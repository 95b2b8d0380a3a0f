//! Mutation Pipeline Tests
//!
//! Exercises the atomic write path end to end: live row, version append, and
//! outbox entry commit together, version numbers stay gap-free under races,
//! and the soft-delete namespace carve-out behaves.

#[cfg(test)]
mod mutation_pipeline_tests {
    use anyhow::Result;
    use objectkernel_core::db::{DatabaseService, ObjectStore, TursoStore};
    use objectkernel_core::models::{
        ActorContext, ChangeType, ObjectStatus, OutboxStatus, PageRequest,
    };
    use objectkernel_core::services::{
        CreateObject, KernelError, MemoryCache, ObjectReader, ObjectService, UpdateObject,
    };
    use serde_json::json;
    use std::sync::Arc;
    use tempfile::TempDir;
    use uuid::Uuid;

    async fn open_store(dir: &TempDir) -> Result<Arc<dyn ObjectStore>> {
        let db = DatabaseService::new(dir.path().join("kernel.db"), "kernel").await?;
        Ok(Arc::new(TursoStore::new(Arc::new(db))))
    }

    fn services(store: &Arc<dyn ObjectStore>) -> (ObjectService, ObjectReader) {
        let cache = Arc::new(MemoryCache::new());
        (
            ObjectService::new(Arc::clone(store), cache.clone()),
            ObjectReader::new(Arc::clone(store), cache),
        )
    }

    fn actor() -> ActorContext {
        ActorContext::new("user-1", Some("10.0.0.1".to_string()), Some("tests".to_string()))
    }

    fn candidate(code: &str, data: serde_json::Value) -> CreateObject {
        CreateObject {
            type_code: "CAND".to_string(),
            code: code.to_string(),
            name: format!("Candidate {}", code),
            data,
            metadata: None,
        }
    }

    #[tokio::test]
    async fn create_then_get_returns_identical_data() -> Result<()> {
        let dir = TempDir::new()?;
        let store = open_store(&dir).await?;
        let (mutator, reader) = services(&store);
        let tenant = Uuid::new_v4();

        let data = json!({"n": 1, "nested": {"a": [1, 2, 3]}});
        let created = mutator
            .create(tenant, &actor(), candidate("C-1", data.clone()))
            .await?;
        assert_eq!(created.version, 1);
        assert_eq!(created.status, ObjectStatus::Active);

        let fetched = reader.get(tenant, created.id).await?;
        assert_eq!(fetched.data, data);
        assert_eq!(fetched.code, "C-1");
        Ok(())
    }

    #[tokio::test]
    async fn duplicate_code_conflicts_but_deleted_code_is_reusable() -> Result<()> {
        let dir = TempDir::new()?;
        let store = open_store(&dir).await?;
        let (mutator, _) = services(&store);
        let tenant = Uuid::new_v4();

        let first = mutator
            .create(tenant, &actor(), candidate("C-1", json!({"n": 1})))
            .await?;

        let err = mutator
            .create(tenant, &actor(), candidate("C-1", json!({"n": 2})))
            .await
            .unwrap_err();
        assert!(matches!(err, KernelError::Conflict(_)));

        // Deleted rows leave the uniqueness namespace
        mutator
            .soft_delete(tenant, &actor(), first.id, None)
            .await?;
        let second = mutator
            .create(tenant, &actor(), candidate("C-1", json!({"n": 3})))
            .await?;
        assert_ne!(second.id, first.id);
        Ok(())
    }

    #[tokio::test]
    async fn every_mutation_appends_exactly_one_version_and_one_outbox_row() -> Result<()> {
        let dir = TempDir::new()?;
        let store = open_store(&dir).await?;
        let (mutator, _) = services(&store);
        let tenant = Uuid::new_v4();

        let created = mutator
            .create(tenant, &actor(), candidate("C-1", json!({"a": 1})))
            .await?;
        let updated = mutator
            .update(
                tenant,
                &actor(),
                created.id,
                UpdateObject {
                    data: Some(json!({"a": 2})),
                    ..Default::default()
                },
            )
            .await?;
        let inactive = mutator
            .change_status(tenant, &actor(), created.id, ObjectStatus::Inactive, None)
            .await?;
        assert_eq!(updated.version, 2);
        assert_eq!(inactive.version, 3);

        // Gap-free version numbers 1..=V, one row each
        let versions = store.list_versions(created.id, PageRequest::new(0, 100)).await?;
        assert_eq!(versions.total, 3);
        let mut numbers: Vec<i64> = versions.items.iter().map(|v| v.version_number).collect();
        numbers.sort_unstable();
        assert_eq!(numbers, vec![1, 2, 3]);

        // One outbox row per mutation, payload carrying the matching version
        let outbox = store.list_outbox_for_aggregate(created.id).await?;
        assert_eq!(outbox.len(), 3);
        let event_types: Vec<&str> = outbox.iter().map(|e| e.event_type.as_str()).collect();
        assert_eq!(
            event_types,
            vec!["object.created", "object.updated", "object.status_changed"]
        );
        for (entry, expected_version) in outbox.iter().zip(1i64..) {
            assert_eq!(entry.status, OutboxStatus::Pending);
            assert_eq!(entry.payload["data"]["version"], json!(expected_version));
            assert_eq!(entry.payload["tenantId"], json!(tenant));
        }
        Ok(())
    }

    #[tokio::test]
    async fn repeating_an_update_yields_a_null_diff_version() -> Result<()> {
        let dir = TempDir::new()?;
        let store = open_store(&dir).await?;
        let (mutator, _) = services(&store);
        let tenant = Uuid::new_v4();

        let created = mutator
            .create(tenant, &actor(), candidate("C-1", json!({"a": 1})))
            .await?;
        let update = UpdateObject {
            data: Some(json!({"a": 2})),
            ..Default::default()
        };
        mutator
            .update(tenant, &actor(), created.id, update.clone())
            .await?;
        let second = mutator.update(tenant, &actor(), created.id, update).await?;
        assert_eq!(second.version, 3);

        let v3 = store.get_version(created.id, 3).await?.unwrap();
        assert!(v3.diff.is_none());
        assert_eq!(v3.previous_data, v3.current_data);
        Ok(())
    }

    #[tokio::test]
    async fn soft_delete_then_restore_round_trips_data() -> Result<()> {
        let dir = TempDir::new()?;
        let store = open_store(&dir).await?;
        let (mutator, reader) = services(&store);
        let tenant = Uuid::new_v4();

        let data = json!({"a": 1, "b": {"c": true}});
        let created = mutator
            .create(tenant, &actor(), candidate("C-1", data.clone()))
            .await?;

        mutator
            .soft_delete(tenant, &actor(), created.id, Some("obsolete".to_string()))
            .await?;
        let restored = mutator.restore(tenant, &actor(), created.id).await?;

        assert_eq!(restored.version, created.version + 2);
        assert_eq!(restored.data, data);
        assert_eq!(restored.status, ObjectStatus::Active);
        assert!(restored.deleted_at.is_none());

        let fetched = reader.get(tenant, created.id).await?;
        assert_eq!(fetched.data, data);

        let v2 = store.get_version(created.id, 2).await?.unwrap();
        assert_eq!(v2.change_type, ChangeType::Delete);
        assert!(v2.current_data.is_none());
        let v3 = store.get_version(created.id, 3).await?.unwrap();
        assert_eq!(v3.change_type, ChangeType::Restore);
        Ok(())
    }

    #[tokio::test]
    async fn deleted_rows_vanish_from_reads_but_keep_their_history() -> Result<()> {
        let dir = TempDir::new()?;
        let store = open_store(&dir).await?;
        let (mutator, reader) = services(&store);
        let tenant = Uuid::new_v4();

        let first = mutator
            .create(tenant, &actor(), candidate("C-1", json!({"n": 1})))
            .await?;
        mutator.soft_delete(tenant, &actor(), first.id, None).await?;
        let second = mutator
            .create(tenant, &actor(), candidate("C-1", json!({"n": 2})))
            .await?;

        let listed = reader
            .list_by_type(tenant, "CAND", None, PageRequest::first())
            .await?;
        assert_eq!(listed.total, 1);
        assert_eq!(listed.items[0].id, second.id);

        let err = reader.get(tenant, first.id).await.unwrap_err();
        assert!(matches!(err, KernelError::NotFound { .. }));

        // History survives deletion: CREATE + DELETE for the first id,
        // CREATE for the second
        assert_eq!(
            store
                .list_versions(first.id, PageRequest::first())
                .await?
                .total,
            2
        );
        assert_eq!(
            store
                .list_versions(second.id, PageRequest::first())
                .await?
                .total,
            1
        );
        Ok(())
    }

    #[tokio::test]
    async fn concurrent_updates_serialize_to_distinct_versions() -> Result<()> {
        let dir = TempDir::new()?;
        let store = open_store(&dir).await?;
        let (mutator, _) = services(&store);
        let tenant = Uuid::new_v4();

        let created = mutator
            .create(tenant, &actor(), candidate("C-1", json!({"n": 0})))
            .await?;

        let m1 = mutator.clone();
        let m2 = mutator.clone();
        let id = created.id;
        let actor1 = actor();
        let actor2 = actor();
        let (a, b) = tokio::join!(
            m1.update(
                tenant,
                &actor1,
                id,
                UpdateObject {
                    data: Some(json!({"a": 1})),
                    ..Default::default()
                },
            ),
            m2.update(
                tenant,
                &actor2,
                id,
                UpdateObject {
                    data: Some(json!({"b": 2})),
                    ..Default::default()
                },
            ),
        );
        let a = a?;
        let b = b?;

        // Both commits landed: final version is v0 + 2, never v0 + 1
        let final_versions = [a.version, b.version];
        assert!(final_versions.contains(&2) && final_versions.contains(&3));

        let v2 = store.get_version(id, 2).await?.unwrap();
        let v3 = store.get_version(id, 3).await?.unwrap();
        assert_ne!(v2.current_data, v3.current_data);
        Ok(())
    }

    #[tokio::test]
    async fn cross_tenant_access_is_not_found() -> Result<()> {
        let dir = TempDir::new()?;
        let store = open_store(&dir).await?;
        let (mutator, reader) = services(&store);
        let tenant = Uuid::new_v4();
        let other_tenant = Uuid::new_v4();

        let created = mutator
            .create(tenant, &actor(), candidate("C-1", json!({"n": 1})))
            .await?;

        let err = mutator
            .update(
                other_tenant,
                &actor(),
                created.id,
                UpdateObject {
                    name: Some("hijack".to_string()),
                    ..Default::default()
                },
            )
            .await
            .unwrap_err();
        assert!(matches!(err, KernelError::NotFound { .. }));

        // The cache holds the row under the owning tenant; a foreign tenant
        // still sees nothing
        let err = reader.get(other_tenant, created.id).await.unwrap_err();
        assert!(matches!(err, KernelError::NotFound { .. }));
        Ok(())
    }

    #[tokio::test]
    async fn status_transitions_follow_the_state_machine() -> Result<()> {
        let dir = TempDir::new()?;
        let store = open_store(&dir).await?;
        let (mutator, _) = services(&store);
        let tenant = Uuid::new_v4();

        let created = mutator
            .create(tenant, &actor(), candidate("C-1", json!({})))
            .await?;

        let inactive = mutator
            .change_status(tenant, &actor(), created.id, ObjectStatus::Inactive, None)
            .await?;
        assert_eq!(inactive.status, ObjectStatus::Inactive);

        let active = mutator
            .change_status(tenant, &actor(), created.id, ObjectStatus::Active, None)
            .await?;
        let archived = mutator
            .change_status(
                tenant,
                &actor(),
                created.id,
                ObjectStatus::Archived,
                Some("quarter closed".to_string()),
            )
            .await?;
        assert_eq!(active.version, 3);
        assert_eq!(archived.version, 4);

        // ARCHIVED is terminal for change_status
        let err = mutator
            .change_status(tenant, &actor(), created.id, ObjectStatus::Active, None)
            .await
            .unwrap_err();
        assert!(matches!(err, KernelError::InvalidState(_)));

        // DELETED is never reachable through change_status
        let err = mutator
            .change_status(tenant, &actor(), created.id, ObjectStatus::Deleted, None)
            .await
            .unwrap_err();
        assert!(matches!(err, KernelError::InvalidArgument(_)));

        let v4 = store.get_version(created.id, 4).await?.unwrap();
        assert_eq!(v4.change_type, ChangeType::StatusChange);
        assert_eq!(
            v4.change_reason.as_deref(),
            Some("ACTIVE -> ARCHIVED: quarter closed")
        );
        Ok(())
    }

    #[tokio::test]
    async fn restore_of_a_live_row_is_invalid_state() -> Result<()> {
        let dir = TempDir::new()?;
        let store = open_store(&dir).await?;
        let (mutator, _) = services(&store);
        let tenant = Uuid::new_v4();

        let created = mutator
            .create(tenant, &actor(), candidate("C-1", json!({})))
            .await?;
        let err = mutator
            .restore(tenant, &actor(), created.id)
            .await
            .unwrap_err();
        assert!(matches!(err, KernelError::InvalidState(_)));
        Ok(())
    }

    #[tokio::test]
    async fn create_rejects_presence_check_failures() -> Result<()> {
        let dir = TempDir::new()?;
        let store = open_store(&dir).await?;
        let (mutator, _) = services(&store);
        let tenant = Uuid::new_v4();

        let err = mutator
            .create(
                tenant,
                &actor(),
                CreateObject {
                    type_code: "CAND".to_string(),
                    code: "".to_string(),
                    name: "x".to_string(),
                    data: json!({}),
                    metadata: None,
                },
            )
            .await
            .unwrap_err();
        assert!(matches!(err, KernelError::InvalidArgument(_)));

        let err = mutator
            .create(
                tenant,
                &actor(),
                CreateObject {
                    type_code: "CAND".to_string(),
                    code: "C-1".to_string(),
                    name: "x".to_string(),
                    data: json!([1, 2]),
                    metadata: None,
                },
            )
            .await
            .unwrap_err();
        assert!(matches!(err, KernelError::InvalidArgument(_)));
        Ok(())
    }

    #[tokio::test]
    async fn version_rows_carry_the_actor_audit_trail() -> Result<()> {
        let dir = TempDir::new()?;
        let store = open_store(&dir).await?;
        let (mutator, _) = services(&store);
        let tenant = Uuid::new_v4();

        let created = mutator
            .create(tenant, &actor(), candidate("C-1", json!({})))
            .await?;

        let v1 = store.get_version(created.id, 1).await?.unwrap();
        assert_eq!(v1.changed_by, "user-1");
        assert_eq!(v1.ip.as_deref(), Some("10.0.0.1"));
        assert_eq!(v1.user_agent.as_deref(), Some("tests"));
        Ok(())
    }
}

- [What to work on] Only a number is wanted here: how many lines above hold the string "ObjectStore"?

- [Output of the exercise] 3